St Albans may introduce on-the-spot fines to tackle fly-tipping

Rubbish and fly tipping,

Rubbish and fly tipping, - Credit: Archant

Mounting fears about the growing problem of fly-tipping could result in on-the-spot fines being issued to anyone found illegally dumping rubbish, dropping litter or allowing their dogs to foul in the district.

The introduction of Fixed Penalty Notices (FPNs) is one of the initiatives being put forward by a St Albans scrutiny committee concerned not only about the increase in fly tipping but also the cost to the council.

And councillors also want the county council to increase opening hours at its household waste sites to previous levels as a pilot scheme. The amount of fly-tipping in the district would then be compared to other areas where the reduced hours were still in force.

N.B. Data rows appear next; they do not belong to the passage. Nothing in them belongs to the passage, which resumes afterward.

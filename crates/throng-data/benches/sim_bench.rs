use criterion::{criterion_group, criterion_main, Criterion};
use std::hint::black_box;
use throng_data::sim::Sim;

const JOINTS: [&str; 8] = [
    "hips", "spine", "chest", "neck", "head", "l_arm", "r_arm", "l_leg",
];

fn bench_sampling(c: &mut Criterion) {
    let mut group = c.benchmark_group("Sim Sampling");

    group.bench_function("Forward (1000 frames x 8 joints)", |b| {
        b.iter(|| {
            let mut sim = Sim::new("agent_1", "soldier");
            for frame in 0..1000 {
                for joint in JOINTS {
                    sim.add_sample(frame, joint, [frame as f32; 3], [1.0; 3]).unwrap();
                }
            }
            black_box(sim.frame_range());
        });
    });

    // Every joint first seen late, then filled backward.
    group.bench_function("Backward (1000 frames x 8 joints)", |b| {
        b.iter(|| {
            let mut sim = Sim::new("agent_1", "soldier");
            for frame in (0..1000).rev() {
                for joint in JOINTS {
                    sim.add_sample(frame, joint, [frame as f32; 3], [1.0; 3]).unwrap();
                }
            }
            black_box(sim.frame_range());
        });
    });

    group.finish();
}

criterion_group!(benches, bench_sampling);
criterion_main!(benches);
// Copyright 2025 eraflo
//
// Licensed under the Apache License, Version 2.0 (the "License");
// you may not use this file except in compliance with the License.
// You may obtain a copy of the License at
//
//     http://www.apache.org/licenses/LICENSE-2.0
//
// Unless required by applicable law or agreed to in writing, software
// distributed under the License is distributed on an "AS IS" BASIS,
// WITHOUT WARRANTIES OR CONDITIONS OF ANY KIND, either express or implied.
// See the License for the specific language governing permissions and
// limitations under the License.

//! Host scene implementations.

mod memory;

pub use memory::*;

At the beginning of this year, opening hours at both Ronsons Way in St Albans and Dark Lane in Harpenden were reduced as part of a countywide scheme. They now open for five days instead of the previous seven.

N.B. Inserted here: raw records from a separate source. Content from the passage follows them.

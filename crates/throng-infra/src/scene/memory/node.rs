// Copyright 2025 eraflo
//
// Licensed under the Apache License, Version 2.0 (the "License");
// you may not use this file except in compliance with the License.
// You may obtain a copy of the License at
//
//     http://www.apache.org/licenses/LICENSE-2.0
//
// Unless required by applicable law or agreed to in writing, software
// distributed under the License is distributed on an "AS IS" BASIS,
// WITHOUT WARRANTIES OR CONDITIONS OF ANY KIND, either express or implied.
// See the License for the specific language governing permissions and
// limitations under the License.

use std::collections::BTreeMap;
use throng_core::scene::{AttrValue, MeshDescription, NodeHandle, NodeKind};

/// A node of a [`MemoryScene`](super::MemoryScene).
#[derive(Debug, Clone)]
pub struct SceneNode {
    /// Unique name of the node.
    pub name: String,
    /// What the node is.
    pub kind: NodeKind,
    /// Parents of the node; empty at the world root. An instanced node has
    /// several.
    pub parents: Vec<NodeHandle>,
    /// Children, in insertion order.
    pub children: Vec<NodeHandle>,
    /// Attribute values set so far.
    pub attributes: BTreeMap<String, AttrValue>,
    /// Geometry of a mesh shape.
    pub mesh: Option<MeshDescription>,
    /// Members of a shading group.
    pub members: Vec<NodeHandle>,
}

impl SceneNode {
    pub(super) fn new(name: String, kind: NodeKind) -> Self {
        Self {
            name,
            kind,
            parents: Vec::new(),
            children: Vec::new(),
            attributes: BTreeMap::new(),
            mesh: None,
            members: Vec::new(),
        }
    }

    /// Returns `true` if the node sits directly under the world root.
    pub fn is_root(&self) -> bool {
        self.parents.is_empty()
    }

    /// Returns `true` if the node has more than one parent.
    pub fn is_instanced(&self) -> bool {
        self.parents.len() > 1
    }

    /// Returns the value of an attribute.
    pub fn attribute(&self, attr: &str) -> Option<&AttrValue> {
        self.attributes.get(attr)
    }
}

Not only are they each closed two days a week but Dark Lane does not open before 10am and Ronsons Way does not open until 10am during the summer, catching out frustrated users of the tips who arrive only to find them closed.

Local farmers believe fly-tipping may have increased as a result of the reduction in opening hours but the link has proved hard to substantiate.

The scrutiny committee’s proposals will go to next week’s meeting of the council’s cabinet for further consideration including how on-the-spot fines would be financed.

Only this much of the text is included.